Das sind nur einige Beispiele. Ein Jesus der voller Überraschungen steckt, radikales Vertrauen zu Gott lebt, der keine Lippenbekenntnisse will, sondern Nachfolge, d.h. dass ich seine Lebenseinstellung und Lebensweise zu den meinen machen.

Und das nicht nur „in guten Tagen“, sondern auch „in bösen Tagen“, d.h. wenn es schwierig wird, wenn Kreuze auftauchen. Es geht also um unsere Treue zu ihm: Jesus treu sein in meinen täglichen Beschäftigungen; in der Mühsal und Last der Woche; in meinen wöchentlichen Feiern mit ihm, die ich nicht mit den verschiedensten Begrün-dungen ausfallen lasse; in Enttäuschungen und Widerständen; dort, wo ich an meine Grenzen stoße; in Freude und Leid.

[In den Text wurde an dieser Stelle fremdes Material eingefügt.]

//! The directory the descriptors come from and go back to.
//!
//! The engine never talks to a directory server itself. It is handed bytes read
//! through [`Directory::read_attribute`] and hands bytes back through
//! [`Directory::replace_attribute`].

use std::collections::HashMap;

use tracing::{debug, warn};

use crate::descriptor::SecurityDescriptor;
use crate::error::{Error, Result};
use crate::sid::{well_known_trustee_name, Sid};

pub const ATTRIBUTE_SECURITY_DESCRIPTOR: &str = "nTSecurityDescriptor";

pub trait Directory {
    /// Raw value of `attribute` on `object`. The error is the directory's own message.
    fn read_attribute(&self, object: &str, attribute: &str) -> std::result::Result<Vec<u8>, String>;

    fn replace_attribute(
        &mut self,
        object: &str,
        attribute: &str,
        value: &[u8],
    ) -> std::result::Result<(), String>;
}

/// What a trustee search returns for the object carrying a SID.
#[derive(Clone, Debug, Default, PartialEq, Eq)]
pub struct TrusteeEntry {
    pub dn: String,
    pub display_name: Option<String>,
    pub sam_account_name: Option<String>,
}

pub trait TrusteeSearch {
    fn find_by_sid(&self, sid: &Sid) -> Option<TrusteeEntry>;
}

/// Fetches and decodes the security descriptor of `object`.
pub fn load_descriptor<D: Directory + ?Sized>(directory: &D, object: &str) -> Result<SecurityDescriptor> {
    let bytes = directory
        .read_attribute(object, ATTRIBUTE_SECURITY_DESCRIPTOR)
        .map_err(|message| Error::FetchFailure {
            object: object.to_owned(),
            message,
        })?;

    SecurityDescriptor::from_bytes(&bytes)
}

/// Encodes `sd` and writes it over the security descriptor of `object`.
pub fn replace_descriptor<D: Directory + ?Sized>(
    directory: &mut D,
    object: &str,
    sd: &SecurityDescriptor,
) -> Result<()> {
    let bytes = sd.to_bytes()?;

    directory
        .replace_attribute(object, ATTRIBUTE_SECURITY_DESCRIPTOR, &bytes)
        .map_err(|message| {
            warn!(object, %message, "failed to write security descriptor");
            Error::PersistFailure {
                object: object.to_owned(),
                message,
            }
        })?;

    debug!(object, len = bytes.len(), "wrote security descriptor");
    Ok(())
}

/// First RDN value of a DN: "CN=John Smith,OU=Staff,DC=example" -> "John Smith".
fn dn_get_name(dn: &str) -> &str {
    let rdn = dn.split(',').next().unwrap_or(dn);
    match rdn.find('=') {
        Some(i) => &rdn[i + 1..],
        None => rdn,
    }
}

/// Name to show for a trustee.
///
/// Well-known SIDs use the static table. Other SIDs are looked up in the directory
/// and named by display name, then sAMAccountName, then the DN's first RDN. A SID
/// nobody claims is shown as is.
pub fn trustee_name<S: TrusteeSearch + ?Sized>(search: &S, trustee: &Sid) -> String {
    if let Some(name) = well_known_trustee_name(trustee) {
        return name.to_owned();
    }

    match search.find_by_sid(trustee) {
        Some(entry) => entry
            .display_name
            .or(entry.sam_account_name)
            .unwrap_or_else(|| dn_get_name(&entry.dn).to_owned()),
        None => trustee.to_string(),
    }
}

/// Directory kept in memory. Writes can be made to fail to exercise error paths.
#[derive(Clone, Debug, Default)]
pub struct MemoryDirectory {
    objects: HashMap<String, HashMap<String, Vec<u8>>>,
    trustees: Vec<(Sid, TrusteeEntry)>,
    write_error: Option<String>,
}

impl MemoryDirectory {
    pub fn new() -> MemoryDirectory {
        MemoryDirectory::default()
    }

    pub fn insert_object(&mut self, object: &str, sd: &SecurityDescriptor) -> Result<()> {
        let bytes = sd.to_bytes()?;
        self.objects
            .entry(object.to_owned())
            .or_default()
            .insert(ATTRIBUTE_SECURITY_DESCRIPTOR.to_owned(), bytes);
        Ok(())
    }

    pub fn insert_raw(&mut self, object: &str, attribute: &str, value: Vec<u8>) {
        self.objects
            .entry(object.to_owned())
            .or_default()
            .insert(attribute.to_owned(), value);
    }

    pub fn insert_trustee(&mut self, sid: Sid, entry: TrusteeEntry) {
        self.trustees.push((sid, entry));
    }

    /// Makes every following write fail with `message`; `None` restores writes.
    pub fn fail_writes(&mut self, message: Option<&str>) {
        self.write_error = message.map(str::to_owned);
    }

    pub fn raw(&self, object: &str, attribute: &str) -> Option<&[u8]> {
        self.objects
            .get(object)
            .and_then(|attributes| attributes.get(attribute))
            .map(Vec::as_slice)
    }
}

impl Directory for MemoryDirectory {
    fn read_attribute(&self, object: &str, attribute: &str) -> std::result::Result<Vec<u8>, String> {
        let attributes = self
            .objects
            .get(object)
            .ok_or_else(|| format!("no such object: {}", object))?;

        attributes
            .get(attribute)
            .cloned()
            .ok_or_else(|| format!("{} has no attribute {}", object, attribute))
    }

    fn replace_attribute(
        &mut self,
        object: &str,
        attribute: &str,
        value: &[u8],
    ) -> std::result::Result<(), String> {
        if let Some(ref message) = self.write_error {
            return Err(message.clone());
        }

        let attributes = self
            .objects
            .get_mut(object)
            .ok_or_else(|| format!("no such object: {}", object))?;
        attributes.insert(attribute.to_owned(), value.to_vec());

        Ok(())
    }
}

impl TrusteeSearch for MemoryDirectory {
    fn find_by_sid(&self, sid: &Sid) -> Option<TrusteeEntry> {
        self.trustees
            .iter()
            .find(|(candidate, _)| candidate == sid)
            .map(|(_, entry)| entry.clone())
    }
}
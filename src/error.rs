use std::io::ErrorKind;

use thiserror::Error;

pub type Result<T> = std::result::Result<T, Error>;

#[derive(Debug, Error, Clone, PartialEq, Eq)]
pub enum Error {
    /// The blob does not have the structure of a self-relative security descriptor.
    #[error("malformed security descriptor at offset {offset}: {reason}")]
    MalformedDescriptor { offset: usize, reason: String },

    #[error("security descriptor does not fit in an ACL ({size} bytes)")]
    DescriptorTooLarge { size: usize },

    #[error("failed to read security descriptor of {object}: {message}")]
    FetchFailure { object: String, message: String },

    /// The directory refused the re-encoded descriptor. The in-memory copy is left as is.
    #[error("failed to write security descriptor of {object}: {message}")]
    PersistFailure { object: String, message: String },

    #[error("invalid SID string {0:?}")]
    InvalidSid(String),

    #[error("invalid GUID string {0:?}")]
    InvalidGuid(String),

    #[error("invalid rights configuration: {0}")]
    Config(String),
}

impl Error {
    pub(crate) fn malformed(offset: usize, reason: impl Into<String>) -> Error {
        Error::MalformedDescriptor {
            offset,
            reason: reason.into(),
        }
    }

    /// Maps a codec failure on a blob of `len` bytes.
    pub(crate) fn from_binrw(err: &binrw::Error, len: usize) -> Error {
        match err.root_cause() {
            binrw::Error::AssertFail { pos, message } => Error::malformed(*pos as usize, message.as_str()),
            binrw::Error::NoVariantMatch { pos } => Error::malformed(*pos as usize, "unsupported ACE type"),
            binrw::Error::Io(e) if e.kind() == ErrorKind::UnexpectedEof => {
                Error::malformed(len, "unexpected end of data")
            }
            binrw::Error::BadMagic { pos, .. }
            | binrw::Error::Custom { pos, .. }
            | binrw::Error::EnumErrors { pos, .. } => Error::malformed(*pos as usize, "invalid structure"),
            other => Error::malformed(len, other.to_string()),
        }
    }
}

Wer ist Jesus für mich? Was bedeutet er für mein Leben? Was wäre bei mir anders, wenn ich ihn nicht kennen würde? Wie lebe ich meine Beziehung zu ihm?

Diese Fragen kann nur jede/r für sich selbst beantworten. Aber ich darf ih-nen nicht ausweichen. Jesus stellt sie selbst, a mich und an Sie, jetzt und hier.